What is expected:
Each line starting at the one that contains "repository b4c3b3c16a5ce08e" and ending at the one that contains "let outcome = h.sample_chance_outcome();" must be returned exactly, and the rest of the listing is left out.

Data for analysis:
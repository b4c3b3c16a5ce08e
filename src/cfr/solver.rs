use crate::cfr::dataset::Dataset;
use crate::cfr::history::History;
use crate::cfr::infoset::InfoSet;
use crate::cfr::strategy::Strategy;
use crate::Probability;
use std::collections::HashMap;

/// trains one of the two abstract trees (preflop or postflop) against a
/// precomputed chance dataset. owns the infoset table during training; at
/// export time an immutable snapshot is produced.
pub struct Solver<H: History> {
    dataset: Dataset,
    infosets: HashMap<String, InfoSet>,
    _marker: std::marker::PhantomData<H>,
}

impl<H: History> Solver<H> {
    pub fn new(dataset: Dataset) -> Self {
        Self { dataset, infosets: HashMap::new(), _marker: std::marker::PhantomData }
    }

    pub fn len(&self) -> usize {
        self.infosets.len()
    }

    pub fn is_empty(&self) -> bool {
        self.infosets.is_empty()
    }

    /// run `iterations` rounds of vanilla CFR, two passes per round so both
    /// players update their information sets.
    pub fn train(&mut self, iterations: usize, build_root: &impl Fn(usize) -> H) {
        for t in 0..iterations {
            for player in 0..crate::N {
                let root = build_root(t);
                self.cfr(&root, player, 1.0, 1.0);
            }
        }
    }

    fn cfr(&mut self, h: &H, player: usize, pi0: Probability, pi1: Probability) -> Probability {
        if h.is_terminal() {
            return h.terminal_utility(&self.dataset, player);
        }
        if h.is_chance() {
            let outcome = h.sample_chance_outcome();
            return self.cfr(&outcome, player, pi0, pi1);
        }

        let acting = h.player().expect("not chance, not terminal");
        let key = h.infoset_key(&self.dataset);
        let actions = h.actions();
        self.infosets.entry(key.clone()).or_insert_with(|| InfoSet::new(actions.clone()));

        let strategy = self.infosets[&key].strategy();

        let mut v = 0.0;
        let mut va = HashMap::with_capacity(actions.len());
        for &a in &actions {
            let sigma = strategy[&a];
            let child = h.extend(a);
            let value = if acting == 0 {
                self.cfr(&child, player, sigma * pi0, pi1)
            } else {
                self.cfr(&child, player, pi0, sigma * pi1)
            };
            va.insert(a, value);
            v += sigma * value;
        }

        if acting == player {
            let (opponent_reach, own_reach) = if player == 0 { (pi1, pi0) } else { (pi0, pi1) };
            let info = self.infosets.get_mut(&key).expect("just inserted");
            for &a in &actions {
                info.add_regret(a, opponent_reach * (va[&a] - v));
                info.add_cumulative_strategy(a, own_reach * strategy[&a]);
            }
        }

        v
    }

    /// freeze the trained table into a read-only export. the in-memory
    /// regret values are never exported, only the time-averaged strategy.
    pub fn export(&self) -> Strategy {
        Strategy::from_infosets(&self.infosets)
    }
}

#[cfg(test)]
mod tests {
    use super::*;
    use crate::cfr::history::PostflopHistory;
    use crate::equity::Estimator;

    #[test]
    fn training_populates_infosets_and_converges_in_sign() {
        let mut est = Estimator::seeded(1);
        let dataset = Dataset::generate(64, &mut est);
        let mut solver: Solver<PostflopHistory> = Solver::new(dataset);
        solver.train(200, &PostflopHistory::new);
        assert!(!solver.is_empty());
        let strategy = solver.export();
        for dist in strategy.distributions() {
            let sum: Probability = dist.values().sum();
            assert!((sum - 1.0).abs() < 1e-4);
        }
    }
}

==

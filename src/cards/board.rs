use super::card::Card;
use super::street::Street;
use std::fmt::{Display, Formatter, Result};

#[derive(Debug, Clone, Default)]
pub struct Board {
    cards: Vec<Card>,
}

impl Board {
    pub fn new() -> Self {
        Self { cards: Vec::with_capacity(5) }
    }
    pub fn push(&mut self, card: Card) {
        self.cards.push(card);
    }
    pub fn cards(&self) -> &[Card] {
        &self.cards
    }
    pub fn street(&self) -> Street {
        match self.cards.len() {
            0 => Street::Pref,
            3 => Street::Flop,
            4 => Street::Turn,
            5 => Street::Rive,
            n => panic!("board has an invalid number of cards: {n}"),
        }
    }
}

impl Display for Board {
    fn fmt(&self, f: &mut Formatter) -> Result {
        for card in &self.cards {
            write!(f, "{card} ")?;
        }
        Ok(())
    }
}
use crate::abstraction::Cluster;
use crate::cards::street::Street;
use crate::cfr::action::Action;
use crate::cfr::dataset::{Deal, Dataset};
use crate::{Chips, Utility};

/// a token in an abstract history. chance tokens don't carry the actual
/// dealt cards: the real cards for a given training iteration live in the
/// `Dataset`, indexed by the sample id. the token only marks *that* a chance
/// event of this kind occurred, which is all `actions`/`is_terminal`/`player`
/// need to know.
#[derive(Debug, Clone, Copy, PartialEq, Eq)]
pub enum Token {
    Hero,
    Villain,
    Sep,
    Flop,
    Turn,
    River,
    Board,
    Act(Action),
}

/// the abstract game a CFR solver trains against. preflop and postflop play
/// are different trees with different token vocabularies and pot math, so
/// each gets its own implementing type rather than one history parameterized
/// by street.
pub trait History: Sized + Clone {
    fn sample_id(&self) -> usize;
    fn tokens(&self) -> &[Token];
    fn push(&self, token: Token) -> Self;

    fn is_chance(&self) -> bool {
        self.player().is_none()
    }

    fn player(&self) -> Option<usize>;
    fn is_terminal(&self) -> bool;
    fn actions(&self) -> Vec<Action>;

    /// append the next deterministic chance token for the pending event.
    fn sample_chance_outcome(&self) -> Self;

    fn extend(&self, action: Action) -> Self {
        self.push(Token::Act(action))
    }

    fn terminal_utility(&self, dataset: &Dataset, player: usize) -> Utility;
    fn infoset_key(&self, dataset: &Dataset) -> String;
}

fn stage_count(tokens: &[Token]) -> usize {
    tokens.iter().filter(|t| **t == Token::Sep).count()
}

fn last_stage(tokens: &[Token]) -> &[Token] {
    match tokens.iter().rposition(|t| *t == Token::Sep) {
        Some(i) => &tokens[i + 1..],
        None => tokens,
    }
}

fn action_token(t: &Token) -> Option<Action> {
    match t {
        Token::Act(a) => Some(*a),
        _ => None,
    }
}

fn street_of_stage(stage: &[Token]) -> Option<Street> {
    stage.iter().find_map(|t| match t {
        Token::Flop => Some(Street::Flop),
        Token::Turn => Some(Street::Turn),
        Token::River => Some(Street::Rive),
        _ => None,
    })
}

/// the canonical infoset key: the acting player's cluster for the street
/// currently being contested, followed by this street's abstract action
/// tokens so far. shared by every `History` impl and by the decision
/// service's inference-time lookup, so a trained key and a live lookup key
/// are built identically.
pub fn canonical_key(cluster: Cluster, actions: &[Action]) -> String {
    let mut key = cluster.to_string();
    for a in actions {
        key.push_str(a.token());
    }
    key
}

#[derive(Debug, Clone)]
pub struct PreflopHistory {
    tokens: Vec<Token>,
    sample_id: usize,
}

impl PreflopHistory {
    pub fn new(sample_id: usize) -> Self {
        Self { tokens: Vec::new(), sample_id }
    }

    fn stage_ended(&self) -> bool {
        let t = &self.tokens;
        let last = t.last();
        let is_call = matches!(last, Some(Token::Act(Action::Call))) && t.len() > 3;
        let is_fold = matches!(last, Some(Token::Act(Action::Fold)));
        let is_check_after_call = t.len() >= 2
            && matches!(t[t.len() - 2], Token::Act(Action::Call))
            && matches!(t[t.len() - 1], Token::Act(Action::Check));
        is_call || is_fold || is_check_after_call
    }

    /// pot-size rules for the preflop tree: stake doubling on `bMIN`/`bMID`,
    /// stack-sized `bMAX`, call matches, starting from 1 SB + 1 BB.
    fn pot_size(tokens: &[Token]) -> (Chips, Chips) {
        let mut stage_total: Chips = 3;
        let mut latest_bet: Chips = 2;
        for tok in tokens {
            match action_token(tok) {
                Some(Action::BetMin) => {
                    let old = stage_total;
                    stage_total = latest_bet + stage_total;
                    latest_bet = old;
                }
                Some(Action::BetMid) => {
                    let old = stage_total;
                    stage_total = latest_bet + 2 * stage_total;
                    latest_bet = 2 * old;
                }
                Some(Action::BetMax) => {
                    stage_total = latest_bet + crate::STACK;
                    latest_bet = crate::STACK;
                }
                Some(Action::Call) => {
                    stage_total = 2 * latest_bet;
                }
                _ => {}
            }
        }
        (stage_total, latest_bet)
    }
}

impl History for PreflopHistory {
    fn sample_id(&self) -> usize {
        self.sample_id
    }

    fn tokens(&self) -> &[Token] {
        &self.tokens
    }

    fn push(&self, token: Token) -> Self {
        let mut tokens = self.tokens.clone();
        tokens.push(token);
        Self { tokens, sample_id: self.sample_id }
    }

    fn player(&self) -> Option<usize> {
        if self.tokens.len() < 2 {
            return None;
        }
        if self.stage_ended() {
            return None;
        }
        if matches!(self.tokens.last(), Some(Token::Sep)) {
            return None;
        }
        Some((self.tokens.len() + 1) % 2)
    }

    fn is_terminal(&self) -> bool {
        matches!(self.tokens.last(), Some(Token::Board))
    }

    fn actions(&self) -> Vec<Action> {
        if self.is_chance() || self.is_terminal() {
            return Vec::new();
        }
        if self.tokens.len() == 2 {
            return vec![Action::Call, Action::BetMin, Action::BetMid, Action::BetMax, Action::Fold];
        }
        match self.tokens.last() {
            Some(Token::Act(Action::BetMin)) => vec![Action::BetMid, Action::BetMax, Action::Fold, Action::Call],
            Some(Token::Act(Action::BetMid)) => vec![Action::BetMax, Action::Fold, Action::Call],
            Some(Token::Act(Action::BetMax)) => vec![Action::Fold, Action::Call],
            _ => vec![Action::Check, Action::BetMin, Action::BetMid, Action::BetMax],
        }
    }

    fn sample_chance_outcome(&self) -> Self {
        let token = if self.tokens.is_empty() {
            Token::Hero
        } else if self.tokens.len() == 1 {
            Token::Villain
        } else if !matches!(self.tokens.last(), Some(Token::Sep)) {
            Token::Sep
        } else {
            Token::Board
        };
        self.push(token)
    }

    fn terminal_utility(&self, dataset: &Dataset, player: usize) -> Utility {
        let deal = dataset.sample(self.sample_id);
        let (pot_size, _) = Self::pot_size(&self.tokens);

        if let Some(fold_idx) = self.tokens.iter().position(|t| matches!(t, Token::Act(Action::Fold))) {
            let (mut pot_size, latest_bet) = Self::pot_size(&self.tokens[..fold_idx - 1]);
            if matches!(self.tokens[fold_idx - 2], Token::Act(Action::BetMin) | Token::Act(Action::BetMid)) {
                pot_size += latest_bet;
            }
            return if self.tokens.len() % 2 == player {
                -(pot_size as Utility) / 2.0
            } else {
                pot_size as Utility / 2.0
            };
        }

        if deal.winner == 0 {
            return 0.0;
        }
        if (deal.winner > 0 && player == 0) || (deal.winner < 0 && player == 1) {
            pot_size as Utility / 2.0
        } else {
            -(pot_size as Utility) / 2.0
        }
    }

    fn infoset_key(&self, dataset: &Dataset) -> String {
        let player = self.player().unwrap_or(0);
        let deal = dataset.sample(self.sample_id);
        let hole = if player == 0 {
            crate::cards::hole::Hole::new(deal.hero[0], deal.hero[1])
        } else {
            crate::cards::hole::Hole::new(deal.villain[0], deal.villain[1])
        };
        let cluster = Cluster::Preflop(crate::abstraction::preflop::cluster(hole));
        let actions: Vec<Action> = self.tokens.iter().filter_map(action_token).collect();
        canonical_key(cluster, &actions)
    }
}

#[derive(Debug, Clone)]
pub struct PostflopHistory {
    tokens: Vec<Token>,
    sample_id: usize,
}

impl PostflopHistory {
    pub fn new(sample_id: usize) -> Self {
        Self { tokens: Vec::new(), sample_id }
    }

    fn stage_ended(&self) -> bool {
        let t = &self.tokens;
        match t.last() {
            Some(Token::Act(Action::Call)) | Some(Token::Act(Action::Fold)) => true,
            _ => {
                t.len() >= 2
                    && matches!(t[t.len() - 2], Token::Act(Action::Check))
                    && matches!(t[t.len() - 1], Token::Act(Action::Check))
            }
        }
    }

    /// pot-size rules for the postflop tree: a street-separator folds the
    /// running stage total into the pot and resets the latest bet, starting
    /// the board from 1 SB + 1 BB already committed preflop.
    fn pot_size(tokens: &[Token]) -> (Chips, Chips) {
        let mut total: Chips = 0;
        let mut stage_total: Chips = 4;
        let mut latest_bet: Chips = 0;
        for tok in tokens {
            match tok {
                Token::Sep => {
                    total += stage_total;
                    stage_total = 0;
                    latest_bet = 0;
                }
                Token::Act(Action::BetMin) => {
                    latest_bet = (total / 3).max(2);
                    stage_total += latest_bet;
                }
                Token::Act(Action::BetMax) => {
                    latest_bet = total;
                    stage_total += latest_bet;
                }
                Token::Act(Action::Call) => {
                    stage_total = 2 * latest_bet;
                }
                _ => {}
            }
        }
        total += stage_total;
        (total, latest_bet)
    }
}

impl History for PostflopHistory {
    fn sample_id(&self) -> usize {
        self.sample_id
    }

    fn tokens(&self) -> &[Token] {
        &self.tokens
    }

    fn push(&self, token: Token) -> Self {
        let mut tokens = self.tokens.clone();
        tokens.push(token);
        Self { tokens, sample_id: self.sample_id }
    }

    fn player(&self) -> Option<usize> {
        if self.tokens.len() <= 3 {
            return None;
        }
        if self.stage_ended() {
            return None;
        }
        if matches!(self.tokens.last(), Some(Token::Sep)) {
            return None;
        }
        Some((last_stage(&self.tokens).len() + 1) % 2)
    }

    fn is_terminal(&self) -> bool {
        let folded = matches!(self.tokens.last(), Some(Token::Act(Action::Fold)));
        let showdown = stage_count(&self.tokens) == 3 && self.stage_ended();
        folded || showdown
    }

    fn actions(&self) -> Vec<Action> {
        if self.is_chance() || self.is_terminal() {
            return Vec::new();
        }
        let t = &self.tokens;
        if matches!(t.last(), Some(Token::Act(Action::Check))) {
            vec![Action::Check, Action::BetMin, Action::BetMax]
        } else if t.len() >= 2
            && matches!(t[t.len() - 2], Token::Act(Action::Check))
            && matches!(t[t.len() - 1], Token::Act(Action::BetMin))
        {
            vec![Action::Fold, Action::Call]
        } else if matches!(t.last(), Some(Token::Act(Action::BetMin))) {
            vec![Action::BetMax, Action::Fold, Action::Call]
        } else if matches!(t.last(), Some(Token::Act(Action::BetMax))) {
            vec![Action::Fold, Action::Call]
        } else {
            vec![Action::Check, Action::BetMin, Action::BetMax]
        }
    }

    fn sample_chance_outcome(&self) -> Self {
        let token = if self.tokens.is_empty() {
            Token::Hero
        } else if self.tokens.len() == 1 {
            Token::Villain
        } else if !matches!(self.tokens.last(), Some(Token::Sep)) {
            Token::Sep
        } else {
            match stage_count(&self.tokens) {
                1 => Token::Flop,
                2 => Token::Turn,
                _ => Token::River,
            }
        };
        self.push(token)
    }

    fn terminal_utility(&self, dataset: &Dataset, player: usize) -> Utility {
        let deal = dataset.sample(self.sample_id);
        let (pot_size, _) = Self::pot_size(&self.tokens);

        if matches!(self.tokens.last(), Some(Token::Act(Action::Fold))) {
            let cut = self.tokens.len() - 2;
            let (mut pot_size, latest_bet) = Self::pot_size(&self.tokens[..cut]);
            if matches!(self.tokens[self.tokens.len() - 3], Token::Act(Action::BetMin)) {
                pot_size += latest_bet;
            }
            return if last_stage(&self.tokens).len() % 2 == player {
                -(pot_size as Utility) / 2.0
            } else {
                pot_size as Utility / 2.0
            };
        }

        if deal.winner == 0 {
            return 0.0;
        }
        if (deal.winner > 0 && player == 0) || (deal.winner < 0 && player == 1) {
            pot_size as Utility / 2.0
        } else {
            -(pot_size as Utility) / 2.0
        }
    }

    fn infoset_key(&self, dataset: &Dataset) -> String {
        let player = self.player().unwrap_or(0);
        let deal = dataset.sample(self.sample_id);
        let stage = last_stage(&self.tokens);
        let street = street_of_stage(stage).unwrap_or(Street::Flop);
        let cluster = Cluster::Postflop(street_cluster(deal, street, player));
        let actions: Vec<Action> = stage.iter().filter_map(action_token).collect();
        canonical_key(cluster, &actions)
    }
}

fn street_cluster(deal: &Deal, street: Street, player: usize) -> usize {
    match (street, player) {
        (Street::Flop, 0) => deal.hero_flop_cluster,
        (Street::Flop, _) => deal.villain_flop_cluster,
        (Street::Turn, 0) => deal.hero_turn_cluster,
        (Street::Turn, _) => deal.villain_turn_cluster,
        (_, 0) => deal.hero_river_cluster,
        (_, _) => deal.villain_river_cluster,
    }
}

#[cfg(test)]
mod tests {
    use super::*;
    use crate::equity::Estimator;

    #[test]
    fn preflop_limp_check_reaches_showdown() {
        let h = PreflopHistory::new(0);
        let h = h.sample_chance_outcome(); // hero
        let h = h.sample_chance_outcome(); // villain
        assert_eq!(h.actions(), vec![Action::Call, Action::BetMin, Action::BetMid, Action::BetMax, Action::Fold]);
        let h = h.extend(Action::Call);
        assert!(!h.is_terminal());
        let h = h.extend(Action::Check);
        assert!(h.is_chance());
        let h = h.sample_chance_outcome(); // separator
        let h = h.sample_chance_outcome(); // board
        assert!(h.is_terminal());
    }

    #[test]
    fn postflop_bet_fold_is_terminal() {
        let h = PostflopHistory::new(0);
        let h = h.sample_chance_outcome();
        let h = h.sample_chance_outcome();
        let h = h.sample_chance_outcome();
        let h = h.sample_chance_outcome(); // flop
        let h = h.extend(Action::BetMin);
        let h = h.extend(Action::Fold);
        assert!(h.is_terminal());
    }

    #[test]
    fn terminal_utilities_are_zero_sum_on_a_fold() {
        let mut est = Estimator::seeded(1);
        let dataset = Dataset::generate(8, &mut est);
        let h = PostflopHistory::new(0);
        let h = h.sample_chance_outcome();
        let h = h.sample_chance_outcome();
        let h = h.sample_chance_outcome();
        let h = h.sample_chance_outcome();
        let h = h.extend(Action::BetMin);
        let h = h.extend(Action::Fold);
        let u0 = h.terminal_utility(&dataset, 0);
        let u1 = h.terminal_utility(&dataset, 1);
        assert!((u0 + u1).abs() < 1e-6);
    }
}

Answer below:
repository b4c3b3c16a5ce08e
filename src/cfr/solver.rs
use crate::cfr::dataset::Dataset;
use crate::cfr::history::History;
use crate::cfr::infoset::InfoSet;
use crate::cfr::strategy::Strategy;
use crate::Probability;
use std::collections::HashMap;

/// trains one of the two abstract trees (preflop or postflop) against a
/// precomputed chance dataset. owns the infoset table during training; at
/// export time an immutable snapshot is produced.
pub struct Solver<H: History> {
    dataset: Dataset,
    infosets: HashMap<String, InfoSet>,
    _marker: std::marker::PhantomData<H>,
}

impl<H: History> Solver<H> {
    pub fn new(dataset: Dataset) -> Self {
        Self { dataset, infosets: HashMap::new(), _marker: std::marker::PhantomData }
    }

    pub fn len(&self) -> usize {
        self.infosets.len()
    }

    pub fn is_empty(&self) -> bool {
        self.infosets.is_empty()
    }

    /// run `iterations` rounds of vanilla CFR, two passes per round so both
    /// players update their information sets.
    pub fn train(&mut self, iterations: usize, build_root: &impl Fn(usize) -> H) {
        for t in 0..iterations {
            for player in 0..crate::N {
                let root = build_root(t);
                self.cfr(&root, player, 1.0, 1.0);
            }
        }
    }

    fn cfr(&mut self, h: &H, player: usize, pi0: Probability, pi1: Probability) -> Probability {
        if h.is_terminal() {
            return h.terminal_utility(&self.dataset, player);
        }
        if h.is_chance() {
            let outcome = h.sample_chance_outcome();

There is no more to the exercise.